Deixo as gazes na minúscula lata de lixo ao lado da penteadeira, caminhando em direção à cama, permitindo-me cair sobre ela pesadamente.

Sequer assimilo o que faço. Quando vejo, estou com os dedos procurando em movimentos rudes pelas dobras do casaco, com tanta rapidez que demoro mais tempo do que precisava para desdobrar a roupa e conseguir pegar o alvo de minhas mãos ansiosas.

Retiro o papel e enrolo-o nos dedos, deitando-me com os pés virados para a janela, a cabeça apoiada na lateral da cômoda.

— O que você significa? — Sussurro, fechando os olhos.

Deixo minhas mãos erguidas, o papel-pergaminho suspenso com elas, como se relutasse em dar-me por vencida e desistir. Abro os olhos de novo, num exercício tolo de certificação, como se fosse encontrar uma imagem diferente da anterior.

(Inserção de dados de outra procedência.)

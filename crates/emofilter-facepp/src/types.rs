//! Face++ detect API response types.

use std::fmt;

use serde::de::{MapAccess, Visitor};
use serde::{Deserialize, Deserializer};

/// Response from the `detect` endpoint.
#[derive(Debug, Clone, Default, Deserialize)]
pub struct DetectResponse {
    /// Detected faces; absent or null when no face was found
    #[serde(default)]
    pub faces: Option<Vec<Face>>,
    /// Error code reported by Face++ on failed requests
    #[serde(default)]
    pub error_message: Option<String>,
    #[serde(default)]
    pub request_id: Option<String>,
}

impl DetectResponse {
    /// Detected faces, empty when the field was absent.
    pub fn faces(&self) -> &[Face] {
        self.faces.as_deref().unwrap_or_default()
    }
}

/// One detected face.
#[derive(Debug, Clone, Default, Deserialize)]
pub struct Face {
    #[serde(default)]
    pub face_token: Option<String>,
    /// Requested attributes; absent when Face++ could not classify the face
    #[serde(default)]
    pub attributes: Option<FaceAttributes>,
}

impl Face {
    /// Emotion distribution, if the face carries one.
    pub fn emotion(&self) -> Option<&EmotionDistribution> {
        self.attributes.as_ref()?.emotion.as_ref()
    }
}

/// Attributes returned for a face (only `emotion` is requested).
#[derive(Debug, Clone, Default, Deserialize)]
pub struct FaceAttributes {
    #[serde(default)]
    pub emotion: Option<EmotionDistribution>,
}

/// Emotion label to probability entries, in the order Face++ sent them.
///
/// Order matters for tie-breaking, so this is a list rather than a map.
#[derive(Debug, Clone, Default, PartialEq)]
pub struct EmotionDistribution(Vec<(String, f64)>);

impl EmotionDistribution {
    pub fn iter(&self) -> impl Iterator<Item = (&str, f64)> {
        self.0.iter().map(|(name, p)| (name.as_str(), *p))
    }

    pub fn len(&self) -> usize {
        self.0.len()
    }

    pub fn is_empty(&self) -> bool {
        self.0.is_empty()
    }
}

impl<S: Into<String>> FromIterator<(S, f64)> for EmotionDistribution {
    fn from_iter<I: IntoIterator<Item = (S, f64)>>(iter: I) -> Self {
        Self(iter.into_iter().map(|(name, p)| (name.into(), p)).collect())
    }
}

impl<'de> Deserialize<'de> for EmotionDistribution {
    fn deserialize<D>(deserializer: D) -> Result<Self, D::Error>
    where
        D: Deserializer<'de>,
    {
        struct DistributionVisitor;

        impl<'de> Visitor<'de> for DistributionVisitor {
            type Value = EmotionDistribution;

            fn expecting(&self, f: &mut fmt::Formatter<'_>) -> fmt::Result {
                f.write_str("a map of emotion names to probabilities")
            }

            fn visit_map<A>(self, mut map: A) -> Result<Self::Value, A::Error>
            where
                A: MapAccess<'de>,
            {
                let mut entries = Vec::with_capacity(map.size_hint().unwrap_or(7));
                while let Some((name, probability)) = map.next_entry::<String, f64>()? {
                    entries.push((name, probability));
                }
                Ok(EmotionDistribution(entries))
            }
        }

        deserializer.deserialize_map(DistributionVisitor)
    }
}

Nenhuma outra palavra. Nenhum segredo revelado. Nenhuma resposta.

— Que tolice.

Debocho num bufar, abrindo a mão para largar o pedaço de papel.

— Ai!

Sento-me ereta, ao sentir a ponta do papel roçar em uma parte ainda sensível de um dos cortes, que cai em meu colo. Esfrego a mão com mais força do que o necessário, para tirar a sensação de picada e a súbita coceira que acomete minha pele. Aproximo o rosto da palma ferida. O raspão abriu um pouco um dos cortes que se fechava, mas nada com que eu precise me preocupar.

Deixo o braço frouxo, apoiando-me uma vez mais na cômoda, ajeitando o travesseiro com a mão livre, enquanto a machucada fica apoiada na coxa oposta à que serve de apoio para o pedaço inútil de papel, que não me deu nada mais que dúvidas e frustração, desde que o encontrei. Passo o dedo na borda rasgada oposta ao lado que ocasionou meu machucado, suspirando. Percorro com a visão os mesmos traços antigos e as marcas de dobradura que me chamaram a atenção quando encontrei esse quebra-cabeça sem solução, agora enfeitado na ponta com uma manchinha de sangue, na parte de cima do papel. Então, olho para minha mão e...

Pulo em meu lugar, sentando-me ereta com o susto.

— Mas o quê...?

Alterno o olhar entre um e outro, tentando, sem sucesso, normalizar minha respiração. Viro os olhos, sem saber o que fazer, ou conseguir acreditar no que vejo. Sinto-me desnorteada como quando caí naquele buraco idiota que não vi no meu caminho, confusa como quando olhei para todos os lados e não vi nada que não fosse vultos e a intensa escuridão.

Movo a mão que feri com a nota para trás da mesma, segurando a respiração com o que vem a seguir. O que vejo agora é o encaixe perfeito dos cortes que fiz com os traços do pedaço incompleto do papel, como se eu os tivesse usado como molde para os ferimentos em minhas palmas.

"O que significa isso?", quero gritar.

A forma como as marcas avermelhadas em minhas mãos se cruzam e viram são idênticas às linhas existentes no bilhete manuscrito, sendo que não diferença alguma para ser mencionada.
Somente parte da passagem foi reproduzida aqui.